Yep, the scout had reported to him already.

“Yes. He refuses to return Saiman, which forces me to act. He can't handle the fact that I'm here and I have autonomy. He's unable to deal with another authority, especially because I'm his daughter.”

“I'm still waiting to hear how any of this concerns me.”

“The Witch Oracle has been looking into the future repeatedly, over the past month. They predict a war. It will go one of two ways. One, my father kills Curran, the Pack is slaughtered, the city burns, the witches die.”

His face betrayed no emotion.

“Two, my father kills my son. Impales him on a spear. The Pack is
slaughtered, the city burns, the witches die. I saw the visions. Hell on Earth is coming.” I leaned back. “We have four weeks before the first possibility might come to pass.”

Silence lay between us, heavy like a brick.

“Do you have a plan?” he asked.

“Yes. I need my aunt's blood and bones.”

“Why?”

“So I can take them to Mishmar.”

He stared at me. A muscle jerked in his temple.
Oh no. I've given the Beast Lord apoplexy.
That seemed to be my calling in life.

“Are you okay?”

“I'm trying to decide if I really heard what you said or if somehow my brain quit on me and I hallucinated.”

“Take your time.”

“Mishmar. Your father's hellish prison he cobbled together from the remains of office buildings from Omaha, which he destroyed. The Mishmar that's stuffed to the brink with mutated vampires. That Mishmar.”

“Yes.”

“You barely got out alive from Mishmar the last time, and you had Curran, me, two alphas, one of the best fighters in the Pack, the best Master of the Dead in Atlanta, and Nasrin, the miracle-working medmage. You even had a guide. We still barely escaped.”

“I'm not going in deep. Only to my grandmother's body.”

“Okay, I'll bite. Why?”

“I'm going to bring my aunt's remains to my grandmother and beg for her help.” Every convincing lie had some truth to it.

“You told us your grandmother is an entity beyond this world. She is filled with grief and rage and you want to take your aunt's bones there. Did you forget that you killed your aunt? You stabbed her in the eye. What is your grandmother going to say about that? Are you expecting a warm family reunion?”

“Jim, my aunt was the City Eater. She was larger than me, stronger than me, and a magical powerhouse. She wanted to die with honor and she let
me take her life. It was her choice. I was a conveniently honed tool in the right place at the right time.”

“And you think the insane thing that's your grandmother will understand all that?”

“Yes.” No, but it didn't matter. If I told him my actual plan, he would think
I
was insane.

“Did you run any of this by Curran?”

“I told him I was about to do something idiotic and dangerous, and he told me to go ahead and let him know if he could help in any way.”

“I don't understand your relationship.”

“You don't have to. Jim, I'm desperate. I can't protect the city. I can't even protect the man I love or our child, if the visions are true. Today, right now, this is our chance to make sure Atlanta doesn't become another Omaha. Or we can move. Every time Roland gets near, we'll scoot a little farther west, until we end up in San Francisco.”

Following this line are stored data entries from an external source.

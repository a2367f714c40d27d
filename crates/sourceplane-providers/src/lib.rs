//! Provider resolution for Sourceplane Thin-CI.
//!
//! Two collaborators around the core's provider registry:
//! - the fetcher resolves a provider source (remote git repository or
//!   local directory) to a filesystem path holding `provider.yaml`
//! - the registry loader walks every provider referenced by the loaded
//!   intents, fetches and parses it, and populates a `ProviderRegistry`
//!   or fails the whole planning invocation

mod fetcher;
mod loader;

pub use fetcher::{is_remote_source, FetchError, GitFetcher, ProviderFetcher};
pub use loader::{LoadError, RegistryLoader};
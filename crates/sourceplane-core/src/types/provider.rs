//! Provider metadata types
//!
//! A provider describes what actions a family of components supports and
//! how each action is shaped: job template, steps, commands, defaults.
//! These records come out of a `provider.yaml` document's `thinCI`
//! section.

use serde::{Deserialize, Serialize};
use serde_json::{Map, Value};

/// A single step within an action (pre- or post-step)
#[derive(Debug, Clone, Default, Serialize, Deserialize)]
pub struct ActionStep {
    #[serde(default)]
    pub name: String,
    #[serde(default)]
    pub command: String,
    #[serde(default, skip_serializing_if = "Map::is_empty")]
    pub inputs: Map<String, Value>,
}

/// One action a provider exposes to the planner
#[derive(Debug, Clone, Default, Serialize, Deserialize)]
#[serde(rename_all = "camelCase")]
pub struct ProviderAction {
    /// Conventionally one of `validate`, `plan`, `apply`, `destroy`
    pub name: String,
    #[serde(default)]
    pub description: String,
    /// Display order relative to other actions; informational only
    #[serde(default)]
    pub order: u32,
    /// Free-form fields merged verbatim into emitted jobs
    #[serde(default)]
    pub job_template: Map<String, Value>,
    #[serde(default)]
    pub pre_steps: Vec<ActionStep>,
    #[serde(default)]
    pub post_steps: Vec<ActionStep>,
    /// Default per-action input values; backfill only, never clobber
    #[serde(default)]
    pub inputs: Map<String, Value>,
    #[serde(default)]
    pub outputs: Vec<String>,
    #[serde(default)]
    pub commands: Vec<String>,
}

/// The `thinCI` section of a provider document
#[derive(Debug, Clone, Default, Serialize, Deserialize)]
pub struct ThinCiConfig {
    #[serde(default)]
    pub actions: Vec<ProviderAction>,
    /// Default input values for all jobs of this provider
    #[serde(default)]
    pub defaults: Map<String, Value>,
    /// Informational default ordering of action names
    #[serde(default)]
    pub ordering: Vec<String>,
}

impl ThinCiConfig {
    /// Whether the provider exposes an action with this name
    pub fn has_action(&self, name: &str) -> bool {
        self.actions.iter().any(|a| a.name == name)
    }

    /// Find an action by name
    pub fn action(&self, name: &str) -> Option<&ProviderAction> {
        self.actions.iter().find(|a| a.name == name)
    }
}

/// Provider metadata as held by the registry
#[derive(Debug, Clone, Default, Serialize, Deserialize)]
pub struct ProviderMetadata {
    pub name: String,
    #[serde(default)]
    pub version: String,
    #[serde(default)]
    pub thin_ci: ThinCiConfig,
}

impl ProviderMetadata {
    pub fn new(name: impl Into<String>, version: impl Into<String>, thin_ci: ThinCiConfig) -> Self {
        Self {
            name: name.into(),
            version: version.into(),
            thin_ci,
        }
    }
}
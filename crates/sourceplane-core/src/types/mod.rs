//! Core type definitions for Sourceplane Thin-CI
//!
//! This module contains the records the engine trades in:
//! - Intent side: Repository, Component, Relationship
//! - Provider side: ProviderMetadata, ProviderAction, ActionStep
//! - Plan side: Plan, Job, PlanRequest

mod intent;
mod plan;
mod provider;

pub use intent::{
    Component, IntentError, ProviderRef, Relationship, Repository, RepositoryMetadata,
};
pub use plan::{Job, JobMetadata, Plan, PlanMetadata, PlanRequest};
pub(crate) use plan::RESERVED_JOB_KEYS;
pub use provider::{ActionStep, ProviderAction, ProviderMetadata, ThinCiConfig};
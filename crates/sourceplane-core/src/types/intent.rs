//! Intent document types
//!
//! A Repository record is the in-memory form of an `intent.yaml`
//! (or legacy `sourceplane.yaml`) document: named components, their
//! provider bindings, and the relationships between them.

use std::collections::HashMap;

use serde::{Deserialize, Serialize};
use serde_json::{Map, Value};
use thiserror::Error;

/// Malformed-intent errors raised when a record fails structural checks
#[derive(Debug, Error)]
pub enum IntentError {
    #[error("malformed intent: {0}")]
    Malformed(String),
}

/// A provider reference declared in an intent document
#[derive(Debug, Clone, Default, Serialize, Deserialize)]
pub struct ProviderRef {
    /// Remote locator (e.g. `github.com/org/repo`); empty means local lookup
    #[serde(default)]
    pub source: String,
    /// Accepted version constraint (not enforced against the fetched ref)
    #[serde(default)]
    pub version: String,
    /// Default input values for all jobs of this provider
    #[serde(default)]
    pub defaults: Map<String, Value>,
}

/// A relationship between two components
#[derive(Debug, Clone, Serialize, Deserialize)]
pub struct Relationship {
    pub from: String,
    pub to: String,
    #[serde(rename = "type")]
    pub rel_type: String,
}

impl Relationship {
    /// Whether the planner treats this relationship as a dependency edge.
    /// Provider-specific kinds are ignored.
    pub fn is_dependency(&self) -> bool {
        matches!(self.rel_type.as_str(), "depends_on" | "uses")
    }
}

/// One named unit of work in an intent
#[derive(Debug, Clone, Serialize, Deserialize)]
pub struct Component {
    pub name: String,
    /// Type of the form `<provider>.<kind>`
    #[serde(rename = "type", default)]
    pub component_type: String,
    /// Free-form spec carried through to job inputs
    #[serde(default)]
    pub spec: Map<String, Value>,
    /// Legacy alias for `spec`
    #[serde(default, skip_serializing_if = "Map::is_empty")]
    pub inputs: Map<String, Value>,
}

impl Component {
    /// Provider name derived from the component type, split at the first `.`
    pub fn provider(&self) -> Option<&str> {
        let (provider, _) = self.component_type.split_once('.')?;
        Some(provider)
    }

    /// The effective spec mapping (`spec`, falling back to legacy `inputs`)
    pub fn effective_spec(&self) -> &Map<String, Value> {
        if self.spec.is_empty() {
            &self.inputs
        } else {
            &self.spec
        }
    }

    /// Read a string leaf at the given key path inside the spec.
    ///
    /// All spec reads funnel through here; the planner and detector only
    /// ever look at known-string leaves like `module.source` or
    /// `chart.path`.
    pub fn spec_str(&self, path: &[&str]) -> Option<&str> {
        let (first, rest) = path.split_first()?;
        let mut current = self.effective_spec().get(*first)?;
        for key in rest {
            current = current.get(key)?;
        }
        current.as_str()
    }

    /// Dependency targets declared inside the component spec
    /// (`spec.relationships[].target`). Malformed entries are skipped
    /// with a warning.
    pub fn spec_relationship_targets(&self) -> Vec<String> {
        let Some(Value::Array(entries)) = self.effective_spec().get("relationships") else {
            return Vec::new();
        };
        let mut targets = Vec::new();
        for entry in entries {
            match entry.get("target").and_then(Value::as_str) {
                Some(target) => targets.push(target.to_string()),
                None => {
                    tracing::warn!(
                        component = %self.name,
                        "skipping component relationship without a string 'target'"
                    );
                }
            }
        }
        targets
    }
}

/// Metadata about an intent document
#[derive(Debug, Clone, Default, Serialize, Deserialize)]
pub struct RepositoryMetadata {
    pub name: String,
    #[serde(default, skip_serializing_if = "Option::is_none")]
    pub owner: Option<String>,
    #[serde(default, skip_serializing_if = "Option::is_none")]
    pub domain: Option<String>,
    #[serde(default, skip_serializing_if = "Option::is_none")]
    pub description: Option<String>,
}

/// An intent document (`kind: Intent`, or legacy `kind: Repository`)
#[derive(Debug, Clone, Serialize, Deserialize)]
pub struct Repository {
    #[serde(rename = "apiVersion")]
    pub api_version: String,
    pub kind: String,
    pub metadata: RepositoryMetadata,
    #[serde(default)]
    pub providers: HashMap<String, ProviderRef>,
    /// Legacy single-provider form
    #[serde(default, skip_serializing_if = "Option::is_none")]
    pub provider: Option<String>,
    #[serde(default)]
    pub components: Vec<Component>,
    #[serde(default)]
    pub relationships: Vec<Relationship>,
}

impl Repository {
    /// Structural checks shared by the loader and the planner:
    /// non-empty names, `<provider>.<kind>` types, unique component names.
    pub fn validate(&self) -> Result<(), IntentError> {
        if self.metadata.name.trim().is_empty() {
            return Err(IntentError::Malformed(
                "metadata.name must not be empty".to_string(),
            ));
        }

        let mut seen = std::collections::HashSet::new();
        for component in &self.components {
            if component.name.trim().is_empty() {
                return Err(IntentError::Malformed(format!(
                    "intent '{}' declares a component without a name",
                    self.metadata.name
                )));
            }
            if component.component_type.trim().is_empty() {
                return Err(IntentError::Malformed(format!(
                    "component '{}' is missing a type",
                    component.name
                )));
            }
            if component.provider().is_none() {
                return Err(IntentError::Malformed(format!(
                    "component '{}' has invalid type '{}' (expected <provider>.<kind>)",
                    component.name, component.component_type
                )));
            }
            if !seen.insert(component.name.as_str()) {
                return Err(IntentError::Malformed(format!(
                    "duplicate component name '{}' in intent '{}'",
                    component.name, self.metadata.name
                )));
            }
        }

        Ok(())
    }

    /// Find a component by name
    pub fn component(&self, name: &str) -> Option<&Component> {
        self.components.iter().find(|c| c.name == name)
    }
}

#[cfg(test)]
mod tests {
    use super::*;
    use serde_json::json;

    fn component(name: &str, component_type: &str) -> Component {
        Component {
            name: name.to_string(),
            component_type: component_type.to_string(),
            spec: Map::new(),
            inputs: Map::new(),
        }
    }

    fn intent_with(components: Vec<Component>) -> Repository {
        Repository {
            api_version: "sourceplane.io/v1".to_string(),
            kind: "Intent".to_string(),
            metadata: RepositoryMetadata {
                name: "platform".to_string(),
                ..Default::default()
            },
            providers: HashMap::new(),
            provider: None,
            components,
            relationships: Vec::new(),
        }
    }

    #[test]
    fn test_provider_extracted_from_type() {
        let c = component("vpc", "terraform.network");
        assert_eq!(c.provider(), Some("terraform"));
        assert_eq!(component("svc", "helm.service").provider(), Some("helm"));
        assert_eq!(component("bad", "terraform").provider(), None);
    }

    #[test]
    fn test_validate_rejects_type_without_dot() {
        let intent = intent_with(vec![component("bad", "foo")]);
        let err = intent.validate().unwrap_err();
        assert!(err.to_string().contains("invalid type 'foo'"));
    }

    #[test]
    fn test_validate_rejects_duplicate_component_names() {
        let intent = intent_with(vec![
            component("vpc", "terraform.network"),
            component("vpc", "terraform.cluster"),
        ]);
        let err = intent.validate().unwrap_err();
        assert!(err.to_string().contains("duplicate component name 'vpc'"));
    }

    #[test]
    fn test_validate_rejects_missing_type() {
        let intent = intent_with(vec![component("vpc", "")]);
        let err = intent.validate().unwrap_err();
        assert!(err.to_string().contains("missing a type"));
    }

    #[test]
    fn test_spec_str_walks_nested_keys() {
        let mut c = component("vpc", "terraform.network");
        c.spec = serde_json::from_value(json!({
            "module": { "source": "./modules/vpc" },
            "path": "terraform/vpc"
        }))
        .unwrap();

        assert_eq!(c.spec_str(&["module", "source"]), Some("./modules/vpc"));
        assert_eq!(c.spec_str(&["path"]), Some("terraform/vpc"));
        assert_eq!(c.spec_str(&["missing"]), None);
        assert_eq!(c.spec_str(&["module", "version"]), None);
    }

    #[test]
    fn test_legacy_inputs_used_when_spec_empty() {
        let mut c = component("api", "helm.service");
        c.inputs = serde_json::from_value(json!({ "chartPath": "helm/api" })).unwrap();
        assert_eq!(c.spec_str(&["chartPath"]), Some("helm/api"));
    }

    #[test]
    fn test_spec_relationship_targets_skips_malformed_entries() {
        let mut c = component("api", "helm.service");
        c.spec = serde_json::from_value(json!({
            "relationships": [
                { "target": "postgres-db", "type": "uses" },
                { "kind": "no-target" },
                { "target": 42 }
            ]
        }))
        .unwrap();
        assert_eq!(c.spec_relationship_targets(), vec!["postgres-db"]);
    }

    #[test]
    fn test_intent_document_parses_from_yaml() {
        let doc = r#"
apiVersion: sourceplane.io/v1
kind: Intent
metadata:
  name: platform
  owner: infra-team
providers:
  terraform:
    source: github.com/sourceplane/provider-terraform
    version: ">=0.1.0"
components:
  - name: vpc
    type: terraform.network
    spec:
      path: terraform/vpc
relationships:
  - from: eks
    to: vpc
    type: depends_on
"#;
        let intent: Repository = serde_yaml::from_str(doc).unwrap();
        assert_eq!(intent.metadata.name, "platform");
        assert_eq!(intent.components.len(), 1);
        assert_eq!(intent.components[0].provider(), Some("terraform"));
        assert!(intent.relationships[0].is_dependency());
        assert_eq!(
            intent.providers["terraform"].source,
            "github.com/sourceplane/provider-terraform"
        );
        intent.validate().unwrap();
    }
}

Jim grimaced. When you're hitting home, keep going. I plowed on ahead.

“We both know that empires are built on trade routes and good logistics. Right now he's landlocked in the Midwest. He wants access to a port. He can't go west, because he'd have to clear mountains and a desert. He can't go down to Mississippi. Nobody wants to mess with Louisiana, because the native magic is too strong there and because his ships would have to clear the gulf, which is full of ship-eating things. That leaves him with the Eastern Seaboard. If he swings north, he will have to fight the federal government and he isn't ready for it. His only logical choice is Atlanta. It's the key to the entire South. He can't have this city. He will drain it dry and I don't mean financially. I mean magically. If he claims it, he'll feed on it like a leech to boost his own power. You remember the Lighthouse Keepers. You know what happens when someone's magic is completely drained. Help me to keep this from happening.”

He sighed. “What do you need?”

“The Pack has my aunt's body and blood. I'll need to pick it up so I can transport it to Mishmar.”

“I couldn't keep you from taking it anyway,” Jim said. “You're next of kin.”

“I know.” Georgia's legal code specifically stated that the bodies of all shapeshifters had to be returned to their families. The Pack had lobbied for this law to be passed. Curran had wanted it in place to make sure that no shapeshifter organs were sold on the black market. Because the law had originated from him, the Pack also codified and honored it, extending it to all Pack members rather than only shapeshifters. At the time I stabbed my aunt in the eye, I was a member of the Pack.

“I wanted you to know why.”

Jim's face was grim. “And the Oracle thinks the battle is inevitable?”

“Yes.”

His expression turned darker. I knew what he was thinking. To evacuate or not to evacuate. He'd have to make a decision regarding sending the children out of the Keep. He'd have to decide if he should pull in his forces to fight or scatter them to keep the casualties low. I've been in that precise spot before. The weight of every decision was enough to crush your spine.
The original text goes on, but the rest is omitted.